Yes, I am still in jail!
Ever wondered about the history of the jail? Where does it get its name? Read on…..
The jail has been there since 1856 and opened its doors on 1st July – it is located on the bolwerk (earthen defensework) Wolvenburg – the Wolvenburg dates from approximately 1580. The jail has only single cells and at this time is the oldest “single cell” jail in The Netherlands. There are three wings – two of them were for 117 men and in the third wing there were 19 cells for women.
It was extended in 1877 and after this date only housed male inmates. The church was added in 1903. In 1914 the strict prison regime was relaxed as keeping inmates in isolation in their own cells lead to mental health issues and this was considered no longer acceptable in the current social climate. Larger rooms were built and inmates could work together – eye contact could not be prevented but talking amongst themselves was not allowed.

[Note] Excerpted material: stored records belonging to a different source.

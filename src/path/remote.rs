//! URI-shaped paths owned by remote backends.

use std::fmt;
use std::hash::{Hash, Hasher};
use std::sync::Arc;

use once_cell::sync::OnceCell;

use crate::scheme::{protocol, strip_scheme, SEPARATOR};
use crate::{FileSystem, FsError, StorageOptions};

/// A `scheme://host/segment/...` path.
///
/// Segments are kept literally, so `{name}` placeholders and `*` wildcards
/// survive until [`format`](crate::Path::format) or `glob` sees them.
///
/// A remote path caches the backend connection it first resolves to.
/// Paths derived through [`join`](Self::join), [`parent`](Self::parent) and
/// [`with_name`](Self::with_name) share that cache.
///
/// Equality and hashing use the string form only.
#[derive(Clone)]
pub struct RemotePath {
    scheme: String,
    host: String,
    segments: Vec<String>,
    storage_options: Option<StorageOptions>,
    connection: Arc<OnceCell<FileSystem>>,
}

impl RemotePath {
    /// Parse `scheme://host/seg/...`.
    ///
    /// Empty segments (doubled or trailing `/`) are dropped.
    ///
    /// # Errors
    ///
    /// - [`FsError::MalformedPath`] if `s` carries no scheme
    pub fn parse(s: &str) -> Result<Self, FsError> {
        let scheme = protocol(s);
        if scheme.is_empty() {
            return Err(FsError::MalformedPath {
                path: s.to_string(),
                reason: "remote paths need a scheme".into(),
            });
        }
        let mut parts = strip_scheme(s).split('/').filter(|p| !p.is_empty());
        let host = parts.next().unwrap_or_default().to_string();
        let segments = parts.map(str::to_string).collect();
        Ok(Self {
            scheme: scheme.to_string(),
            host,
            segments,
            storage_options: None,
            connection: Arc::default(),
        })
    }

    /// Attach explicit options. These take priority over the configuration
    /// when the path is resolved.
    ///
    /// The result starts with an empty connection cache, so it never reuses
    /// a connection made with other options.
    pub fn with_storage_options(mut self, options: StorageOptions) -> Self {
        self.storage_options = Some(options);
        self.connection = Arc::default();
        self
    }

    /// Explicitly attached options, if any.
    pub fn explicit_options(&self) -> Option<&StorageOptions> {
        self.storage_options.as_ref()
    }

    /// The scheme.
    pub fn scheme(&self) -> &str {
        &self.scheme
    }

    /// Bucket, account or store: whatever comes right after `://`.
    pub fn host(&self) -> &str {
        &self.host
    }

    /// Alias of [`host`](Self::host).
    pub fn hostname(&self) -> &str {
        &self.host
    }

    /// Segments after the host.
    pub fn segments(&self) -> &[String] {
        &self.segments
    }

    /// The part after the host, without a leading `/`.
    pub fn key(&self) -> String {
        self.segments.join("/")
    }

    /// Final segment, or the host when there are no segments.
    pub fn name(&self) -> &str {
        self.segments.last().map(String::as_str).unwrap_or(self.host.as_str())
    }

    /// Final segment without its suffix.
    pub fn stem(&self) -> &str {
        let name = self.name();
        match name.rfind('.') {
            Some(0) | None => name,
            Some(idx) => &name[..idx],
        }
    }

    /// Suffix of the final segment including the dot, or `""`.
    pub fn suffix(&self) -> &str {
        let name = self.name();
        match name.rfind('.') {
            Some(0) | None => "",
            Some(idx) => &name[idx..],
        }
    }

    /// `scheme://host` followed by each segment.
    pub fn parts(&self) -> Vec<String> {
        let mut parts = Vec::with_capacity(self.segments.len() + 1);
        parts.push(format!("{}{SEPARATOR}{}", self.scheme, self.host));
        parts.extend(self.segments.iter().cloned());
        parts
    }

    /// Child path. `segment` may contain several `/`-separated parts.
    pub fn join(&self, segment: &str) -> RemotePath {
        let mut child = self.clone();
        child.segments.extend(
            segment
                .split('/')
                .filter(|p| !p.is_empty())
                .map(str::to_string),
        );
        child
    }

    /// The containing directory. `scheme://host` is its own parent.
    pub fn parent(&self) -> RemotePath {
        let mut parent = self.clone();
        parent.segments.pop();
        parent
    }

    /// Sibling with a different final segment.
    pub fn with_name(&self, name: &str) -> RemotePath {
        let mut sibling = self.parent();
        if self.segments.is_empty() {
            sibling.host = name.to_string();
            return sibling;
        }
        sibling.segments.push(name.to_string());
        sibling
    }

    pub(crate) fn connection(&self) -> &OnceCell<FileSystem> {
        &self.connection
    }

    /// Pre-seed the connection cache. Ignored if already connected.
    pub(crate) fn with_connection(self, fs: FileSystem) -> RemotePath {
        let _ = self.connection.set(fs);
        self
    }

    /// Returns `true` once this path (or a relative) has connected.
    pub fn is_connected(&self) -> bool {
        self.connection.get().is_some()
    }
}

impl PartialEq for RemotePath {
    fn eq(&self, other: &Self) -> bool {
        self.scheme == other.scheme && self.host == other.host && self.segments == other.segments
    }
}

impl Eq for RemotePath {}

impl Hash for RemotePath {
    fn hash<H: Hasher>(&self, state: &mut H) {
        self.scheme.hash(state);
        self.host.hash(state);
        self.segments.hash(state);
    }
}

impl fmt::Display for RemotePath {
    fn fmt(&self, f: &mut fmt::Formatter<'_>) -> fmt::Result {
        write!(f, "{}{SEPARATOR}{}", self.scheme, self.host)?;
        for segment in &self.segments {
            write!(f, "/{segment}")?;
        }
        Ok(())
    }
}

impl fmt::Debug for RemotePath {
    fn fmt(&self, f: &mut fmt::Formatter<'_>) -> fmt::Result {
        write!(f, "RemotePath({self})")
    }
}

#[cfg(test)]
mod tests {
    use super::*;

    #[test]
    fn parses_host_and_segments() {
        let p = RemotePath::parse("s3://bucket/dir/file.csv").unwrap();
        assert_eq!(p.scheme(), "s3");
        assert_eq!(p.host(), "bucket");
        assert_eq!(p.segments(), ["dir", "file.csv"]);
        assert_eq!(p.key(), "dir/file.csv");
        assert_eq!(p.to_string(), "s3://bucket/dir/file.csv");
    }

    #[test]
    fn trailing_and_double_slashes_are_dropped() {
        let p = RemotePath::parse("gs://bucket//a/").unwrap();
        assert_eq!(p.to_string(), "gs://bucket/a");
    }

    #[test]
    fn schemeless_string_is_rejected() {
        assert!(RemotePath::parse("bucket/key").is_err());
    }

    #[test]
    fn name_stem_suffix() {
        let p = RemotePath::parse("s3://bucket/a/data.parquet").unwrap();
        assert_eq!(p.name(), "data.parquet");
        assert_eq!(p.stem(), "data");
        assert_eq!(p.suffix(), ".parquet");

        let root = RemotePath::parse("s3://bucket").unwrap();
        assert_eq!(root.name(), "bucket");
        assert_eq!(root.parent(), root);
    }

    #[test]
    fn keeps_templates_and_wildcards_literal() {
        let p = RemotePath::parse("s3://bucket/{date}/*.csv").unwrap();
        assert_eq!(p.segments(), ["{date}", "*.csv"]);
    }

    #[test]
    fn derived_paths_share_the_connection_cache() {
        let p = RemotePath::parse("memory://root").unwrap();
        let child = p.join("a/b");
        assert_eq!(child.to_string(), "memory://root/a/b");
        assert!(Arc::ptr_eq(&p.connection, &child.connection));
        assert!(Arc::ptr_eq(&p.connection, &child.parent().connection));
    }

    #[test]
    fn new_options_get_a_fresh_connection_cache() {
        let p = RemotePath::parse("memory://root").unwrap();
        let q = p.clone().with_storage_options(StorageOptions::new().with("k", "v"));
        assert!(!Arc::ptr_eq(&p.connection, &q.connection));
        assert!(Arc::ptr_eq(&q.connection, &q.join("x").connection));
    }

    #[test]
    fn with_name_replaces_last_segment() {
        let p = RemotePath::parse("abfs://acct/cont/a.txt").unwrap();
        assert_eq!(p.with_name("b.txt").to_string(), "abfs://acct/cont/b.txt");
    }

    #[test]
    fn parts_lead_with_scheme_and_host() {
        let p = RemotePath::parse("adl://store/x/y").unwrap();
        assert_eq!(p.parts(), vec!["adl://store", "x", "y"]);
    }
}
impl ObjectClient for CloudClient {
    fn get_object(&self, bucket: &str, key: &str) -> Result<Vec<u8>, FsError> {
        let store = self.store(bucket)?;
        let location = StorePath::from(key);
        self.block_on(async move {
            let result = store.get(&location).await?;
            result.bytes().await
        })?
        .map(|bytes| bytes.to_vec())
        .map_err(|e| self.convert(bucket, key, e))
    }

    fn put_object(&self, bucket: &str, key: &str, data: Vec<u8>) -> Result<(), FsError> {
        let store = self.store(bucket)?;
        let location = StorePath::from(key);
        self.block_on(async move { store.put(&location, PutPayload::from(data)).await })?
            .map(|_| ())
            .map_err(|e| self.convert(bucket, key, e))
    }

    fn head_object(&self, bucket: &str, key: &str) -> Result<Option<ObjectMeta>, FsError> {
        let store = self.store(bucket)?;
        let location = StorePath::from(key);
        match self.block_on(async move { store.head(&location).await })? {
            Ok(found) => Ok(Some(meta(&found))),
            Err(object_store::Error::NotFound { .. }) => Ok(None),
            Err(other) => Err(self.convert(bucket, key, other)),
        }
    }

    fn list_objects(
        &self,
        bucket: &str,
        prefix: &str,
        recursive: bool,
    ) -> Result<Vec<ObjectEntry>, FsError> {
        let store = self.store(bucket)?;
        let location = prefix_path(prefix);
        let mut entries = if recursive {
            let listed = self.block_on(async move {
                store
                    .list(location.as_ref())
                    .try_collect::<Vec<StoreMeta>>()
                    .await
            })?;
            listed
                .map_err(|e| self.convert(bucket, prefix, e))?
                .iter()
                .map(|m| ObjectEntry::Object {
                    key: m.location.to_string(),
                    meta: meta(m),
                })
                .collect::<Vec<_>>()
        } else {
            let listed = self
                .block_on(async move { store.list_with_delimiter(location.as_ref()).await })?
                .map_err(|e| self.convert(bucket, prefix, e))?;
            let objects = listed.objects.iter().map(|m| ObjectEntry::Object {
                key: m.location.to_string(),
                meta: meta(m),
            });
            let prefixes = listed
                .common_prefixes
                .iter()
                .map(|p| ObjectEntry::Prefix(p.to_string()));
            objects.chain(prefixes).collect()
        };
        entries.sort_by(|a, b| a.key().cmp(b.key()));
        Ok(entries)
    }

    fn delete_object(&self, bucket: &str, key: &str) -> Result<(), FsError> {
        let store = self.store(bucket)?;
        let location = StorePath::from(key);
        self.block_on(async move { store.delete(&location).await })?
            .map_err(|e| self.convert(bucket, key, e))
    }

    fn copy_object(
        &self,
        from_bucket: &str,
        from_key: &str,
        to_bucket: &str,
        to_key: &str,
    ) -> Result<(), FsError> {
        if from_bucket != to_bucket {
            let data = self.get_object(from_bucket, from_key)?;
            return self.put_object(to_bucket, to_key, data);
        }
        let store = self.store(from_bucket)?;
        let (from, to) = (StorePath::from(from_key), StorePath::from(to_key));
        self.block_on(async move { store.copy(&from, &to).await })?
            .map_err(|e| self.convert(from_bucket, from_key, e))
    }

    fn bucket_exists(&self, bucket: &str) -> Result<bool, FsError> {
        let store = self.store(bucket)?;
        match self.block_on(async move { store.list_with_delimiter(None).await })? {
            Ok(_) => Ok(true),
            Err(object_store::Error::NotFound { .. }) => Ok(false),
            Err(other) => Err(self.convert(bucket, "", other)),
        }
    }
}
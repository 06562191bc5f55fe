//! In-process [`ObjectClient`] and a [`Connector`] that hands it out.
//!
//! Stands in for a vendor SDK in tests and offline tooling. Any object-store
//! backend can run on it:
//!
//! ```rust
//! use schemefs::{MemoryObjectClient, Registry, Resolver, FsConfig, SharedConnector};
//!
//! let registry = Registry::with_builtins();
//! let connector = SharedConnector::new(MemoryObjectClient::new());
//! registry.install_connector("s3", connector.clone())?;
//!
//! let resolver = Resolver::new(registry, FsConfig::new());
//! let fs = resolver.resolve("s3://bucket/key", None)?;
//! assert_eq!(fs.scheme(), "s3");
//! assert_eq!(connector.connections(), 1);
//! # Ok::<(), schemefs::FsError>(())
//! ```

use std::collections::{BTreeMap, BTreeSet};
use std::sync::Arc;

use chrono::{DateTime, Utc};
use parking_lot::{Mutex, RwLock};

use crate::{Connector, FsError, ObjectClient, ObjectEntry, ObjectMeta, StorageOptions};

#[derive(Clone)]
struct StoredObject {
    data: Vec<u8>,
    modified: DateTime<Utc>,
}

impl StoredObject {
    fn meta(&self) -> ObjectMeta {
        ObjectMeta {
            size: self.data.len() as u64,
            last_modified: self.modified,
        }
    }
}

type Bucket = BTreeMap<String, StoredObject>;

/// Object storage held in memory.
///
/// `put_object` creates missing buckets.
#[derive(Default)]
pub struct MemoryObjectClient {
    buckets: RwLock<BTreeMap<String, Bucket>>,
}

impl MemoryObjectClient {
    /// An empty client with no buckets.
    pub fn new() -> Self {
        Self::default()
    }

    /// Create an empty bucket. Existing buckets are left as they are.
    pub fn create_bucket(&self, bucket: &str) {
        self.buckets.write().entry(bucket.to_string()).or_default();
    }

    /// Number of objects in `bucket`.
    pub fn object_count(&self, bucket: &str) -> usize {
        self.buckets.read().get(bucket).map_or(0, BTreeMap::len)
    }

    fn not_found(bucket: &str, key: &str) -> FsError {
        FsError::NotFound {
            path: format!("{bucket}/{key}"),
        }
    }
}

impl ObjectClient for MemoryObjectClient {
    fn get_object(&self, bucket: &str, key: &str) -> Result<Vec<u8>, FsError> {
        self.buckets
            .read()
            .get(bucket)
            .and_then(|b| b.get(key))
            .map(|o| o.data.clone())
            .ok_or_else(|| Self::not_found(bucket, key))
    }

    fn put_object(&self, bucket: &str, key: &str, data: Vec<u8>) -> Result<(), FsError> {
        self.buckets
            .write()
            .entry(bucket.to_string())
            .or_default()
            .insert(
                key.to_string(),
                StoredObject {
                    data,
                    modified: Utc::now(),
                },
            );
        Ok(())
    }

    fn head_object(&self, bucket: &str, key: &str) -> Result<Option<ObjectMeta>, FsError> {
        Ok(self
            .buckets
            .read()
            .get(bucket)
            .and_then(|b| b.get(key))
            .map(StoredObject::meta))
    }

    fn list_objects(
        &self,
        bucket: &str,
        prefix: &str,
        recursive: bool,
    ) -> Result<Vec<ObjectEntry>, FsError> {
        let buckets = self.buckets.read();
        let Some(objects) = buckets.get(bucket) else {
            return Ok(Vec::new());
        };
        let dir = if prefix.is_empty() {
            String::new()
        } else {
            format!("{prefix}/")
        };

        let mut entries = Vec::new();
        let mut prefixes = BTreeSet::new();
        for (key, object) in objects
            .range(dir.clone()..)
            .take_while(|(k, _)| k.starts_with(&dir))
        {
            let rest = &key[dir.len()..];
            match rest.split_once('/') {
                Some((child, _)) if !recursive => {
                    prefixes.insert(format!("{dir}{child}"));
                }
                _ => entries.push(ObjectEntry::Object {
                    key: key.clone(),
                    meta: object.meta(),
                }),
            }
        }
        entries.extend(prefixes.into_iter().map(ObjectEntry::Prefix));
        Ok(entries)
    }

    fn delete_object(&self, bucket: &str, key: &str) -> Result<(), FsError> {
        if let Some(objects) = self.buckets.write().get_mut(bucket) {
            objects.remove(key);
        }
        Ok(())
    }

    fn copy_object(
        &self,
        from_bucket: &str,
        from_key: &str,
        to_bucket: &str,
        to_key: &str,
    ) -> Result<(), FsError> {
        let data = self.get_object(from_bucket, from_key)?;
        self.put_object(to_bucket, to_key, data)
    }

    fn bucket_exists(&self, bucket: &str) -> Result<bool, FsError> {
        Ok(self.buckets.read().contains_key(bucket))
    }
}

/// Connector that returns the same client on every connect.
///
/// Clones share the client and the record of connect calls, so a handle kept
/// after [`Registry::install_connector`](crate::Registry::install_connector)
/// can inspect the options each instantiation received.
#[derive(Clone)]
pub struct SharedConnector {
    client: Arc<dyn ObjectClient>,
    seen: Arc<Mutex<Vec<StorageOptions>>>,
}

impl SharedConnector {
    /// Serve `client`.
    pub fn new(client: impl ObjectClient + 'static) -> Self {
        Self::from_arc(Arc::new(client))
    }

    /// Serve an already shared client.
    pub fn from_arc(client: Arc<dyn ObjectClient>) -> Self {
        Self {
            client,
            seen: Arc::new(Mutex::new(Vec::new())),
        }
    }

    /// Number of connect calls so far.
    pub fn connections(&self) -> usize {
        self.seen.lock().len()
    }

    /// Options passed to the most recent connect call.
    pub fn last_options(&self) -> Option<StorageOptions> {
        self.seen.lock().last().cloned()
    }
}

impl Connector for SharedConnector {
    fn connect(&self, options: &StorageOptions) -> Result<Arc<dyn ObjectClient>, FsError> {
        tracing::trace!(keys = ?options.keys().collect::<Vec<_>>(), "memory client connect");
        self.seen.lock().push(options.clone());
        Ok(Arc::clone(&self.client))
    }
}
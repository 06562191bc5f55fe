//! Built-in backends.
//!
//! The driver modules always compile, so any object-store backend can run on
//! a custom [`Connector`](crate::Connector). The `s3`, `gcs` and `azure`
//! features decide which backends
//! [`Registry::with_builtins`](crate::Registry::with_builtins) registers, each
//! with the [`cloud`] connector for its provider installed.

pub mod azure_blob;
pub mod azure_datalake;
#[cfg(feature = "cloud")]
pub mod cloud;
pub mod gcs;
pub mod local;
pub mod memory;
pub mod memory_client;
pub mod object;
pub mod s3;

use crate::{FsError, Registry};

/// Reject moving `from` onto itself or into its own subtree.
///
/// Both paths are normalized keys without surrounding `/`; the empty key is
/// the root and contains everything.
pub(crate) fn ensure_outside(from: &str, to: &str) -> Result<(), FsError> {
    let nested = from.is_empty()
        || to == from
        || to
            .strip_prefix(from)
            .is_some_and(|rest| rest.starts_with('/'));
    if nested {
        return Err(FsError::MoveIntoItself {
            from: from.to_string(),
            to: to.to_string(),
        });
    }
    Ok(())
}

pub(crate) fn register_builtins(registry: &Registry) {
    local::register(registry);
    memory::register(registry);
    #[cfg(feature = "s3")]
    {
        use cloud::{CloudConnector, Provider};
        s3::register(registry);
        registry.set_connector(&s3::S3, CloudConnector::new(Provider::S3, "s3"));
    }
    #[cfg(feature = "gcs")]
    {
        use cloud::{CloudConnector, Provider};
        gcs::register(registry);
        registry.set_connector(&gcs::GCS, CloudConnector::new(Provider::Gcs, "gs"));
    }
    #[cfg(feature = "azure")]
    {
        use cloud::{CloudConnector, Provider};
        azure_blob::register(registry);
        azure_datalake::register(registry);
        registry.set_connector(&azure_blob::ABFS, CloudConnector::new(Provider::Azure, "abfs"));
        registry.set_connector(
            &azure_datalake::ADL,
            CloudConnector::new(Provider::Azure, "adl"),
        );
    }
}
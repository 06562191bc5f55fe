//! # Storage Options and Configuration
//!
//! [`StorageOptions`] is the set of keyword arguments a backend is built
//! with. [`FsConfig`] holds the default options per scheme.
//!
//! ## Precedence
//!
//! ```text
//! FsConfig[scheme]  <  options attached to the path  <  call-site overrides
//! ```
//!
//! Merging is shallow: a key set at a higher level replaces the whole value
//! below it.
//!
//! ## Process-wide Default
//!
//! [`FsConfig::global`] is created on first use. When the `SCHEMEFS_CONFIG`
//! environment variable names a JSON file, it is loaded into the default:
//!
//! ```json
//! { "fs_opts": { "s3": { "key": "...", "secret": "..." } } }
//! ```

use std::collections::{BTreeMap, HashMap};
use std::path::Path as StdPath;
use std::sync::Arc;

use once_cell::sync::Lazy;
use parking_lot::RwLock;
use serde::{Deserialize, Serialize};
use serde_json::Value;

use crate::scheme::config_key;
use crate::FsError;

/// Environment variable naming a JSON file to seed [`FsConfig::global`].
pub const CONFIG_ENV_VAR: &str = "SCHEMEFS_CONFIG";

/// Backend constructor options, ordered by key.
#[derive(Debug, Clone, Default, PartialEq, Serialize, Deserialize)]
#[serde(transparent)]
pub struct StorageOptions(BTreeMap<String, Value>);

impl StorageOptions {
    /// Create an empty option set.
    pub fn new() -> Self {
        Self::default()
    }

    /// Builder-style insert.
    pub fn with(mut self, key: impl Into<String>, value: impl Into<Value>) -> Self {
        self.insert(key, value);
        self
    }

    /// Set an option, returning the previous value.
    pub fn insert(&mut self, key: impl Into<String>, value: impl Into<Value>) -> Option<Value> {
        self.0.insert(key.into(), value.into())
    }

    /// Look up an option.
    pub fn get(&self, key: &str) -> Option<&Value> {
        self.0.get(key)
    }

    /// Look up a string option.
    pub fn get_str(&self, key: &str) -> Option<&str> {
        self.0.get(key).and_then(Value::as_str)
    }

    /// Returns `true` if `key` is set.
    pub fn contains_key(&self, key: &str) -> bool {
        self.0.contains_key(key)
    }

    /// Option names, in order.
    pub fn keys(&self) -> impl Iterator<Item = &str> {
        self.0.keys().map(String::as_str)
    }

    /// Number of options.
    pub fn len(&self) -> usize {
        self.0.len()
    }

    /// Returns `true` if no option is set.
    pub fn is_empty(&self) -> bool {
        self.0.is_empty()
    }

    /// Shallow merge: every key of `other` replaces the one in `self`.
    pub fn merge(&mut self, other: &StorageOptions) {
        for (k, v) in &other.0 {
            self.0.insert(k.clone(), v.clone());
        }
    }

    /// Stable textual form, used to key connection caches.
    pub fn canonical_json(&self) -> String {
        // BTreeMap keeps keys sorted, so equal option sets serialize equally.
        serde_json::to_string(&self.0).unwrap_or_default()
    }
}

impl<K: Into<String>, V: Into<Value>> FromIterator<(K, V)> for StorageOptions {
    fn from_iter<I: IntoIterator<Item = (K, V)>>(iter: I) -> Self {
        Self(iter.into_iter().map(|(k, v)| (k.into(), v.into())).collect())
    }
}

/// On-disk configuration layout.
#[derive(Debug, Deserialize)]
#[serde(untagged)]
enum ConfigFile {
    Wrapped { fs_opts: HashMap<String, StorageOptions> },
    Bare(HashMap<String, StorageOptions>),
}

/// Default backend options keyed by scheme.
///
/// Cheap to clone; clones share the same table. Reads return copies, so a
/// caller can never mutate the stored defaults through a returned value.
#[derive(Debug, Clone, Default)]
pub struct FsConfig {
    fs_opts: Arc<RwLock<HashMap<String, StorageOptions>>>,
}

static GLOBAL: Lazy<FsConfig> = Lazy::new(|| match std::env::var_os(CONFIG_ENV_VAR) {
    Some(path) => FsConfig::load(&path).unwrap_or_else(|e| {
        tracing::warn!(error = %e, "ignoring {}", CONFIG_ENV_VAR);
        FsConfig::new()
    }),
    None => FsConfig::new(),
});

impl FsConfig {
    /// Create an empty configuration.
    pub fn new() -> Self {
        Self::default()
    }

    /// The process-wide default configuration.
    pub fn global() -> &'static FsConfig {
        &GLOBAL
    }

    /// Parse a configuration from JSON.
    ///
    /// Accepts `{"fs_opts": {scheme: {...}}}` or the bare `{scheme: {...}}`.
    pub fn from_json_str(json: &str) -> Result<Self, FsError> {
        let parsed: ConfigFile = serde_json::from_str(json).map_err(|e| FsError::Config {
            details: e.to_string(),
        })?;
        let table = match parsed {
            ConfigFile::Wrapped { fs_opts } => fs_opts,
            ConfigFile::Bare(map) => map,
        };
        let config = Self::new();
        for (scheme, opts) in table {
            config.set(&scheme, opts);
        }
        Ok(config)
    }

    /// Load a configuration file.
    pub fn load(path: impl AsRef<StdPath>) -> Result<Self, FsError> {
        let path = path.as_ref();
        let text = std::fs::read_to_string(path).map_err(|e| FsError::io("load config", path, e))?;
        Self::from_json_str(&text)
    }

    /// Copy of the options for `scheme` (empty if none are configured).
    pub fn get(&self, scheme: &str) -> StorageOptions {
        self.fs_opts
            .read()
            .get(config_key(scheme))
            .cloned()
            .unwrap_or_default()
    }

    /// Replace the options for `scheme`.
    pub fn set(&self, scheme: &str, options: StorageOptions) {
        self.fs_opts
            .write()
            .insert(config_key(scheme).to_string(), options);
    }

    /// Drop the options for `scheme`, returning them.
    pub fn remove(&self, scheme: &str) -> Option<StorageOptions> {
        self.fs_opts.write().remove(config_key(scheme))
    }

    /// Schemes with configured options, sorted.
    pub fn schemes(&self) -> Vec<String> {
        let mut schemes: Vec<String> = self.fs_opts.read().keys().cloned().collect();
        schemes.sort();
        schemes
    }
}

#[cfg(test)]
mod tests {
    use super::*;
    use serde_json::json;

    #[test]
    fn merge_is_shallow_and_right_wins() {
        let mut base = StorageOptions::new()
            .with("key", "X")
            .with("config_kwargs", json!({"read_timeout": 60, "retries": 3}));
        let top = StorageOptions::new()
            .with("key", "Y")
            .with("config_kwargs", json!({"read_timeout": 600}));
        base.merge(&top);
        assert_eq!(base.get_str("key"), Some("Y"));
        assert_eq!(base.get("config_kwargs"), Some(&json!({"read_timeout": 600})));
    }

    #[test]
    fn canonical_json_ignores_insertion_order() {
        let a = StorageOptions::new().with("b", 1).with("a", 2);
        let b = StorageOptions::new().with("a", 2).with("b", 1);
        assert_eq!(a.canonical_json(), b.canonical_json());
    }

    #[test]
    fn absent_scheme_yields_empty_options() {
        let config = FsConfig::new();
        assert!(config.get("s3").is_empty());
    }

    #[test]
    fn local_scheme_is_stored_under_file() {
        let config = FsConfig::new();
        config.set("", StorageOptions::new().with("auto_mkdir", true));
        assert_eq!(config.get("file").get("auto_mkdir"), Some(&json!(true)));
        assert_eq!(config.schemes(), vec!["file".to_string()]);
    }

    #[test]
    fn get_returns_a_copy() {
        let config = FsConfig::new();
        config.set("s3", StorageOptions::new().with("key", "X"));
        let mut copy = config.get("s3");
        copy.insert("key", "mutated");
        assert_eq!(config.get("s3").get_str("key"), Some("X"));
    }

    #[test]
    fn clones_share_the_table() {
        let config = FsConfig::new();
        let clone = config.clone();
        clone.set("gs", StorageOptions::new().with("project", "p"));
        assert_eq!(config.get("gs").get_str("project"), Some("p"));
    }

    #[test]
    fn parses_wrapped_and_bare_json() {
        let wrapped = FsConfig::from_json_str(r#"{"fs_opts": {"s3": {"key": "A"}}}"#).unwrap();
        assert_eq!(wrapped.get("s3").get_str("key"), Some("A"));

        let bare = FsConfig::from_json_str(r#"{"memory": {}, "gs": {"token": "t"}}"#).unwrap();
        assert_eq!(bare.get("gs").get_str("token"), Some("t"));
        assert_eq!(bare.schemes(), vec!["gs".to_string(), "memory".to_string()]);
    }

    #[test]
    fn rejects_non_mapping_json() {
        let err = FsConfig::from_json_str("[1, 2]").unwrap_err();
        assert!(matches!(err, FsError::Config { .. }));
    }

    #[test]
    fn loads_from_file() {
        let dir = tempfile::tempdir().unwrap();
        let file = dir.path().join("config.json");
        std::fs::write(&file, r#"{"fs_opts": {"abfs": {"account_key": "k"}}}"#).unwrap();
        let config = FsConfig::load(&file).unwrap();
        assert_eq!(config.get("abfs").get_str("account_key"), Some("k"));
    }
}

During the German occupation of The Netherlands in World War II, the Germans used it as a prison for political prisoners, saboteurs and spreaders of forbidden literature. They were guarded by Dutch SS soldiers and members of the NSB (Nationaal-Socialistische Beweging – it was a Dutch political party from 1931 until 1945). After the war, the tables were turned and Germans and NSB became the inmates. Also the mayor of Utrecht was held prisoner during WWII accused of collaboration.
After the war there were sweeping changes to penal system and the strict cellular system was abolished. In 1951 it became a House of Detention (suspects were locked up until their trial and those with a short custodial sentence were also included). In the 1970s rules were relaxed even more with shower rooms, living rooms, sports activities and classrooms were added, inmates could wear their own clothes, and cook meals – the name prison was renamed Penitentiary Institution. There was more relaxed interaction between the inmates and staff. Despite the relaxation of rules, drug-related crime meant many inmates were addicts.
In the year 2000 there was a major refurbishment– electronic surveillance, prison bars were replaced with security windows in each cell and 10 years after application, the building was given protected status
In 2013 the prison was deemed to be uneconomical and inefficent and was officically closed in 2014. By the time of the closure, 124 persons (men and women) were imprisoned there.
The Council of Utrecht rented the cells out to small business owners, there was an escape room and and a catering company. In 2021 it was sold to a commercial company and there are plans to transform it into a hotel, apartments, restaurant and work spaces – plans are scheduled to be completed in 2023 and it is hoped the project will come to realisation in 2025.
Herman Brood – possession of drugs in the 70s
Gerrit Kouwenaar – during the occupation distribution of communist newspaper De Waarheid
Cornelis van Ravenswaay – imprisoned after the war – mayor of Utrecht 1942 to 1945 as fanatical national socialist
Where does the name “Wolvenplein” come from?
Under the leadership of Karel V in 1580 five strongholds were built: De Wolvenburg, Het Lucasbolwerk, Het Mariabolwerk and Het Begijnebolwerk and De Lepelenburg. Wolvenburg was built in the northeast of the citry centre and was named after Wolf Tower which was south of the city wall. The towers of the city walls all had names of animals hence the name Wolf. So the prison was built on the Wolvenburg so it seemed obvious to give it the name Wolvenplein.